Die Männer von der Brigantine, mit der er nach Sevilla gekommen war, berichteten alkoholselig in einer Hafenkneipe, was er ihnen während der Überfahrt erzählt habe: Er behauptete, auf der Insel Malta geboren zu sein, wo ihn die Türken entführt und ihm den Namen Asad gegeben hätten, die arabische Entsprechung für León. Eine Geschichte, die den Schwarzsehern unter ihnen die Haare zu Berge stehen ließ. Die Erwähnung von Piratenschiffen, türkischen Soldaten und stürmischer See rief Erinnerungen an die Wikinger wach, die im Jahre 844 mit ihrem blonden Haar und ihrer ungestümen nordischen Art den Guadalquivir hinaufgekommen waren, um unter Ausnutzung des gutgläubigen Charakters der Sevillaner in weniger als einer Woche die Stadt zu verwüsten.
»Dieser Junge … der ist nicht von hier«, bemerkten die Älteren. »Auf den muss man ein Auge haben.«
Julia erinnerte sich noch genau, wie sie ihn zum ersten Mal gesehen hatte. Cristóbal Zapata, der Druckermeister, war ausgegangen, um einige Dinge zu erledigen, und sie war dageblieben, um die Geschäfte zu beaufsichtigen. Nie würde sie den Anblick dieses Bilderbuchkorsaren vergessen, der durch die Tür der Werkstatt gekommen war. Noch nie hatte sie die Schönheit eines Menschen so tief berührt.

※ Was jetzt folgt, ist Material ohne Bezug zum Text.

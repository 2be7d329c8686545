//! The routing trie: one node per path segment, with a single wildcard child
//! absorbing any segment a literal child does not claim.
//!
use crate::path::{string_to_arr, Method};

const WILDCARD: &str = "*";

/// A match returned by [`Trie::find_path()`](struct.Trie.html#method.find_path):
/// the route's registered id together with the wildcard segments captured
/// along the way, in left-to-right order.
///
#[derive(Clone, Debug, Eq, PartialEq)]
pub struct Matched<'t> {
    pub id: &'t str,
    pub params: Vec<String>,
}

#[derive(Default)]
struct Node {
    // children in registration order -- a plain Vec, not a map, since the
    // conflict rule below depends on "which child was created first".
    children: Vec<(String, Node)>,
    // one entry per (method, route) registered at this node, in
    // registration order; duplicates for the same method are kept rather
    // than overwritten (see add_path's doc comment).
    routes: Vec<(Method, String)>,
}

/// A trie mapping `(method, path)` to a route id, with `:name` segments of
/// the original templates matched by a single wildcard slot.
///
/// Conflict rule: inserting a segment at a position that already has a
/// wildcard child there reuses that wildcard child instead of creating a
/// sibling, regardless of whether the new segment is itself a literal or
/// another wildcard -- the wildcard node created first absorbs every later
/// registration at that position. A literal child created before any
/// wildcard exists at that position stays distinct (siblings, not aliased).
/// Because [`add_path()`](#method.add_path) never overwrites an existing
/// `(method, route)` pair -- it appends -- two registrations that alias into
/// the same node both leave their route id at that node, and
/// [`find_path()`](#method.find_path) returns the *first* one registered for
/// a given method (a linear scan that stops at the first match). This
/// matches the documented (if perhaps unintended) behaviour: inserting
/// `/u/:id` then `/u/me` makes both resolve to the `/u/:id` handler.
/// [`try_add_path()`](#method.try_add_path) instead refuses such a conflict
/// outright rather than silently aliasing.
///
#[derive(Default)]
pub struct Trie {
    root: Node,
}

impl Trie {
    pub fn new() -> Self {
        Self::default()
    }

    /// Register `id` at `pattern` for `method`. `Method::Any` expands to all
    /// [`Method::CANONICAL`](enum.Method.html#associatedconstant.CANONICAL)
    /// methods. See the conflict rule on [`Trie`](struct.Trie.html) for what
    /// happens when a registration lands on a node/method that already has
    /// one.
    ///
    pub fn add_path(&mut self, pattern: &str, method: Method, id: impl Into<String>) {
        let id = id.into();
        for m in Self::methods(method) {
            let node = Self::descend(&mut self.root, pattern);
            node.routes.push((m, id.clone()));
        }
    }

    /// Like [`add_path()`](#method.add_path), but returns an error instead of
    /// letting a new registration alias into an existing node for the same
    /// method.
    ///
    pub fn try_add_path(
        &mut self,
        pattern: &str,
        method: Method,
        id: impl Into<String>,
    ) -> Result<(), crate::Error> {
        let id = id.into();
        for m in Self::methods(method) {
            let node = Self::descend(&mut self.root, pattern);
            if node.routes.iter().any(|(existing, _)| *existing == m) {
                return Err(crate::Error::parameter_invalid(format!(
                    "path conflict: {} {} is already registered",
                    m, pattern,
                )));
            }
        }
        for m in Self::methods(method) {
            let node = Self::descend(&mut self.root, pattern);
            node.routes.push((m, id.clone()));
        }
        Ok(())
    }

    /// Find the route id registered for `method` at `path`, capturing the
    /// segments absorbed by wildcard slots along the way. A literal child is
    /// preferred over a wildcard sibling at every node; among several routes
    /// registered for the same method at the node the path resolves to, the
    /// first one registered wins.
    ///
    pub fn find_path(&self, path: &str, method: Method) -> Option<Matched<'_>> {
        let segments = path
            .split('/')
            .filter(|s| !s.is_empty())
            .collect::<Vec<_>>();
        let mut params = Vec::new();
        let node = Self::find_node(&self.root, &segments, &mut params)?;
        node.routes
            .iter()
            .find(|(m, _)| *m == method)
            .map(|(_, id)| Matched { id, params: params.clone() })
    }

    fn find_node<'n>(
        node: &'n Node,
        segments: &[&str],
        params: &mut Vec<String>,
    ) -> Option<&'n Node> {
        match segments.split_first() {
            None => Some(node),
            Some((head, tail)) => {
                if let Some((_, child)) = node.children.iter().find(|(key, _)| key == head) {
                    if let Some(found) = Self::find_node(child, tail, params) {
                        return Some(found);
                    }
                }
                if let Some((_, child)) =
                    node.children.iter().find(|(key, _)| key == WILDCARD)
                {
                    params.push(head.to_string());
                    if let Some(found) = Self::find_node(child, tail, params) {
                        return Some(found);
                    }
                    params.pop();
                }
                None
            }
        }
    }

    /// Descend from `root` along `pattern`'s segments, creating nodes as
    /// needed. A segment matches an existing child if the child's value
    /// equals the segment literally, OR if the child's value is already the
    /// wildcard `"*"` -- so a wildcard child, once created, absorbs every
    /// later segment at that position instead of a new sibling being
    /// created for it.
    ///
    fn descend<'t>(root: &'t mut Node, pattern: &str) -> &'t mut Node {
        let mut node = root;
        for segment in string_to_arr(pattern) {
            let idx = node
                .children
                .iter()
                .position(|(key, _)| *key == segment || key == WILDCARD);
            node = match idx {
                Some(i) => &mut node.children[i].1,
                None => {
                    node.children.push((segment, Node::default()));
                    let last = node.children.len() - 1;
                    &mut node.children[last].1
                }
            };
        }
        node
    }

    fn methods(method: Method) -> Vec<Method> {
        if matches!(method, Method::Any) {
            Method::CANONICAL.to_vec()
        } else {
            vec![method]
        }
    }
}

#[cfg(test)]
mod tests {
    use super::*;

    #[test]
    fn literal_registered_before_wildcard_stays_distinct() {
        let mut trie = Trie::new();
        trie.add_path("/admin/info/users", Method::Get, "specific");
        trie.add_path("/admin/info/:table", Method::Get, "generic");

        let m = trie.find_path("/admin/info/users", Method::Get).unwrap();
        assert_eq!(m.id, "specific");
        assert!(m.params.is_empty());

        let m = trie.find_path("/admin/info/orders", Method::Get).unwrap();
        assert_eq!(m.id, "generic");
        assert_eq!(m.params, vec!["orders".to_string()]);
    }

    #[test]
    fn wildcard_absorbs_later_literal_at_same_position() {
        let mut trie = Trie::new();
        trie.add_path("/u/:id", Method::Get, "first");
        trie.add_path("/u/me", Method::Get, "second");

        let m = trie.find_path("/u/anything", Method::Get).unwrap();
        assert_eq!(m.id, "first");
        assert_eq!(m.params, vec!["anything".to_string()]);

        // "me" aliased into the wildcard node created for ":id"; the first
        // registration at that node wins, not the later literal.
        let m = trie.find_path("/u/me", Method::Get).unwrap();
        assert_eq!(m.id, "first");
        assert_eq!(m.params, vec!["me".to_string()]);

        assert!(trie.find_path("/u", Method::Get).is_none());
    }

    #[test]
    fn captures_multiple_wildcards_in_order() {
        let mut trie = Trie::new();
        trie.add_path("/field/:table/:field/choose", Method::Get, "choose");
        let m = trie.find_path("/field/users/role/choose", Method::Get).unwrap();
        assert_eq!(m.id, "choose");
        assert_eq!(m.params, vec!["users".to_string(), "role".to_string()]);
    }

    #[test]
    fn any_expands_to_canonical_methods() {
        let mut trie = Trie::new();
        trie.add_path("/ping", Method::Any, "ping");
        for m in Method::CANONICAL {
            assert!(trie.find_path("/ping", m).is_some());
        }
        assert!(trie.find_path("/ping", Method::Options).is_none());
    }

    #[test]
    fn try_add_path_rejects_same_slot_conflict() {
        let mut trie = Trie::new();
        trie.try_add_path("/admin/info/:table", Method::Get, "a").unwrap();
        let err = trie.try_add_path("/admin/info/:other", Method::Get, "b");
        assert!(err.is_err());
    }

    #[test]
    fn add_path_lets_first_registration_win_on_wildcard_conflict() {
        let mut trie = Trie::new();
        trie.add_path("/admin/info/:table", Method::Get, "a");
        trie.add_path("/admin/info/:other", Method::Get, "b");
        let m = trie.find_path("/admin/info/anything", Method::Get).unwrap();
        assert_eq!(m.id, "a");
    }

    #[test]
    fn no_match_returns_none() {
        let trie = Trie::new();
        assert!(trie.find_path("/nope", Method::Get).is_none());
    }
}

»Ich suche Don Diego de Haro«, stellte er sich vor, als er die Druckerei betrat. »Mein Name ist León. León de Montenegro.«
Sie musterte ihn von oben bis unten.
»Ihr kommt zu spät. Mein Mann ist vor fast fünf Jahren gestorben«, erklärte sie. »Kann ich Euch vielleicht helfen?«
Er schien überrascht zu sein. Doch dann holte er tief Luft und sprach weiter. »Ich suche Arbeit.«
»Das hier ist eine Druckerei«, sagte sie. »Kennst du dich in der Druckkunst aus?«
»Ich kann es lernen.«
Der Setzer, der schon immer für Señor de Haro gearbeitet hatte, wurde langsam alt und begann, das Augenlicht zu verlieren. Er verwechselte das »l« mit dem »f« und dieses mit dem »j«, außerdem zitterten seine Hände, wenn er den Setzkasten benutzte. Während der Arbeit musste er sitzen, weil seine Knie nachgaben. Julia beobachtete ihn schon seit geraumer Zeit, überzeugt, dass sie früher oder später jemanden suchen musste, der seine Aufgaben übernahm. Aber um Setzer zu sein, brauchte man einige Übung und eine lange Ausbildung. Der Setzer war die Seele einer Druckerei. Er bestimmte den Stil der Werkstatt, er musste gute technische Kenntnisse besitzen und die Rechtschreibung perfekt beherrschen. Setzer waren Kopisten. Sie hatten die gleiche Aufgabe und die gleiche Verantwortung wie die Schreiber des Mittelalters. Zuerst mussten sie einen Ausschnitt des Originaltextes lesen, ihn auswendig lernen und dann niederschreiben. Der einzige Unterschied war, dass die einen dabei eine Feder benutzten und die anderen Lettern aus Metall.
»Kannst du lesen und schreiben?«, wollte Julia von León wissen und sah ihn herablassend an.
»In vier Sprachen«, antwortete er ohne Überheblichkeit.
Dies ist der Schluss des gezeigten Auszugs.